Grace seems to draw on her own internalized religion in her encounters with the patients. She gives two examples of this, first an example of what she can say to the patients: [. . . for example,] when I am on my way out after work [I can say to patients]: “I will pray for you, I will think of you. And I hope you will sleep well,” and such things. “Thank you, I appreciate that,” they [the patients] then reply.
Then Grace gives an example of how she connects with the patients through singing: I begin singing, and often they [patients] say: “Oh, do you know that one? Yes, I have a hymnbook, too,” and then they start singing together with me, and “It was lovely to hear that we can sing together. It was so lovely!” [the patients say].
According to Grace’ narrative, the patients are somewhat surprised to find that she knows the same hymns as them, despite their cultural differences and age differences. Singing hymns they both know allows them to share something of experienced value interculturally, and this is to be cherished, not only for the patients but presumably also for Grace.

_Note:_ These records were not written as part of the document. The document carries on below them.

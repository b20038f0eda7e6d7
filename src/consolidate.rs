//! Pick one canonical event out of a group of duplicates.
//!
//! The same isoform-defining junctions are often found through several exon
//! representatives. The consolidator ranks those rows by the annotation tags
//! of the transcripts that support them and keeps one.

use std::collections::{BTreeMap, BTreeSet, HashMap};
use std::fmt;
use std::fs::File;
use std::io::{BufWriter, Write};
use std::path::Path;

use log::{debug, info};
use rand::rngs::StdRng;
use rand::seq::SliceRandom;
use rand::SeedableRng;

use crate::error::{Error, Result};
use crate::events::{EventRow, EventTable};
use crate::model::transcript::Transcript;

/// Tag prefixes in order of preference.
pub const BEST_TAGS: [&str; 4] = ["appris_principal", "appris_candidate", "CCDS", "basic"];

/// Anything that can resolve a transcript id to its annotation.
pub trait TranscriptLookup {
    fn transcript(&self, id: &str) -> Option<&Transcript>;
}

impl TranscriptLookup for HashMap<String, Transcript> {
    fn transcript(&self, id: &str) -> Option<&Transcript> {
        self.get(id)
    }
}

/// Why a row was chosen.
#[derive(Debug, Clone, PartialEq, Eq)]
pub enum Reason {
    OnlyOne,
    RandomNoAnnotatedTranscripts,
    OneAnnotated,
    RandomNoTags,
    BestTag(String),
    RandomNoGoodTags,
}

impl fmt::Display for Reason {
    fn fmt(&self, f: &mut fmt::Formatter<'_>) -> fmt::Result {
        match self {
            Reason::OnlyOne => f.write_str("only one"),
            Reason::RandomNoAnnotatedTranscripts => f.write_str("random, no annotated transcripts"),
            Reason::OneAnnotated => f.write_str("one event with annotated transcripts"),
            Reason::RandomNoTags => f.write_str("random, no tags"),
            Reason::BestTag(tag) => write!(f, "best,{}", tag),
            Reason::RandomNoGoodTags => f.write_str("random, no good tags"),
        }
    }
}

#[derive(Debug, Clone)]
pub struct ConsolidateOptions {
    /// Tag prefixes, best first.
    pub best_tags: Vec<String>,
    pub seed: u64,
}

impl Default for ConsolidateOptions {
    fn default() -> Self {
        Self {
            best_tags: BEST_TAGS.iter().map(|t| t.to_string()).collect(),
            seed: 0,
        }
    }
}

/// One consolidated event.
#[derive(Debug, Clone, PartialEq, Eq)]
pub struct ConsolidatedEvent {
    pub event_id: String,
    pub reason: Reason,
}

pub struct Consolidator<'a, L: TranscriptLookup + ?Sized> {
    lookup: &'a L,
    best_tags: Vec<String>,
    rng: StdRng,
}

impl<'a, L: TranscriptLookup + ?Sized> Consolidator<'a, L> {
    pub fn new(lookup: &'a L, options: &ConsolidateOptions) -> Self {
        Self {
            lookup,
            best_tags: options.best_tags.clone(),
            rng: StdRng::seed_from_u64(options.seed),
        }
    }

    /// Choose one row of `group` and say why.
    ///
    /// Only an empty group is an error; every other group falls through to a
    /// random pick at worst.
    pub fn consolidate(&mut self, group: &[EventRow]) -> Result<(Reason, String)> {
        match group {
            [] => return Err(Error::EmptyGroup),
            [only] => return Ok((Reason::OnlyOne, only.event_id.clone())),
            _ => {}
        }
        let lookup = self.lookup;

        // transcripts of each row that the annotation knows about
        let annotated: Vec<(&EventRow, Vec<&Transcript>)> = group
            .iter()
            .filter_map(|row| {
                let txs: Vec<&Transcript> = row
                    .transcript_ids()
                    .filter_map(|id| lookup.transcript(id))
                    .collect();
                (!txs.is_empty()).then_some((row, txs))
            })
            .collect();

        match annotated.len() {
            0 => {
                let id = pick(&mut self.rng, group.iter())?;
                return Ok((Reason::RandomNoAnnotatedTranscripts, id));
            }
            1 => return Ok((Reason::OneAnnotated, annotated[0].0.event_id.clone())),
            _ => {}
        }

        let tagged: Vec<(&EventRow, BTreeSet<&str>)> = annotated
            .iter()
            .map(|(row, txs)| {
                let tags: BTreeSet<&str> = txs
                    .iter()
                    .flat_map(|tx| tx.tags().iter().map(|t| t.as_str()))
                    .collect();
                (*row, tags)
            })
            .filter(|(_, tags)| !tags.is_empty())
            .collect();

        if tagged.is_empty() {
            let id = pick(&mut self.rng, annotated.iter().map(|(row, _)| *row))?;
            return Ok((Reason::RandomNoTags, id));
        }

        for best in &self.best_tags {
            let matching: Vec<&EventRow> = tagged
                .iter()
                .filter(|(_, tags)| tags.iter().any(|t| t.starts_with(best.as_str())))
                .map(|(row, _)| *row)
                .collect();
            if !matching.is_empty() {
                debug!("{} of {} rows carry {}", matching.len(), group.len(), best);
                let reason = Reason::BestTag(best.clone());
                let id = pick(&mut self.rng, matching.into_iter())?;
                return Ok((reason, id));
            }
        }

        let id = pick(&mut self.rng, group.iter())?;
        Ok((Reason::RandomNoGoodTags, id))
    }
}

/// Uniform choice among `rows`.
fn pick<'r>(rng: &mut StdRng, rows: impl Iterator<Item = &'r EventRow>) -> Result<String> {
    let rows: Vec<&EventRow> = rows.collect();
    rows.choose(rng)
        .map(|row| row.event_id.clone())
        .ok_or(Error::EmptyGroup)
}

/// Group rows sharing the same junction columns, in junction order.
pub fn group_duplicates(table: EventTable) -> Vec<Vec<EventRow>> {
    let mut groups: BTreeMap<Vec<Vec<String>>, Vec<EventRow>> = BTreeMap::new();
    for row in table.into_rows() {
        groups.entry(row.junctions.clone()).or_default().push(row);
    }
    groups.into_values().collect()
}

/// Consolidate every duplicate group of `table`.
pub fn consolidate_table<L: TranscriptLookup + ?Sized>(
    table: EventTable,
    lookup: &L,
    options: &ConsolidateOptions,
) -> Result<Vec<ConsolidatedEvent>> {
    let kind = table.kind;
    let n_rows = table.len();
    let groups = group_duplicates(table);

    let mut consolidator = Consolidator::new(lookup, options);
    let mut out = Vec::with_capacity(groups.len());
    for group in &groups {
        let (reason, event_id) = consolidator.consolidate(group)?;
        out.push(ConsolidatedEvent { event_id, reason });
    }

    info!("Consolidated {} {} events into {}", n_rows, kind, out.len());
    Ok(out)
}

/// Write `event_id\treason` rows with a header.
pub fn write_consolidated<W: Write>(events: &[ConsolidatedEvent], mut w: W) -> std::io::Result<()> {
    writeln!(w, "event_id\treason")?;
    for ev in events {
        writeln!(w, "{}\t{}", ev.event_id, ev.reason)?;
    }
    w.flush()
}

pub fn save_consolidated(events: &[ConsolidatedEvent], path: impl AsRef<Path>) -> Result<()> {
    let path = path.as_ref();
    let f = File::create(path).map_err(|e| Error::io(e, path))?;
    write_consolidated(events, BufWriter::new(f)).map_err(|e| Error::io(e, path))
}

This partaking in a common ground of Christian tradition displays how a communal fellowship can be created despite different age and culture, and apparently it produces a sense of meaningfulness, closeness, and familiarity in Grace.
Eva, 55 years old, from another country in Southeast Asia, converted from Buddhism to Christianity (Roman Catholicism) as an adult. She sometimes uses the Bible to bring words to a person who is dying and no longer able to talk:
When you sit with somebody who is dying and you hold their hand, what do you talk about—if the person is able to talk?
Often they are unable to talk. Sometimes I read something from the Bible for them, until they let go of my hand, then I leave them. But before I leave them I go close and say: “I’ll be back in 15 minutes. You are not alone.” They should not be alone.
Eva does not say which passages she reads from the Bible, but as far as we understand, she uses the Bible and herself to provide fellowship and presence to the dying patient. She does this through the tactile and the audible, through holding the patient’s hand, and through reading from the Bible. Also for Eva, the Bible is a common ground of cross-cultural sharing between her and the patient—a way of being together.
Philippa, 35 years old, from a country in East-Africa, has a different approach to Grace and Eva. Philippa wears a hijab, and this symbolic marker makes her Muslim religious affiliation visible to others. She works in an environment where most of the patients are ethnic Norwegians and do not share her Muslim faith, and she says the following about how to enter into the patients’ religious sphere: I cannot start here with my faith or my culture. They have their own culture and faith, the old. You are to follow the things they have. First and foremost it is respect which is important. We must have respect for all religions, whether it is a Jew, Christian, Islam, Hinduism or Buddhism, it is sort of . . . everyone has their own faith, and you have to respect the one they have. It is not like “Oh, she has
For Philippa the question seems to be how to live with religious differences rather than similarity or shared Christian religion (as for Eva and Grace). She accepts the elderly as having their own faith and culture. The key to dealing with this as a professional, according to her, is to give respect, in providing the help that is needed regardless of the patient’s or her own faith. Philippa’s experience of having her own religious faith seems to produce respect for the patients’ potential religious faith. The way she reflects upon her own religious faith in relation to the patients’ individual needs is in accordance with the official Norwegian guidelines: The professionals are to provide for the patient’s physical, psychosocial, and spiritual needs.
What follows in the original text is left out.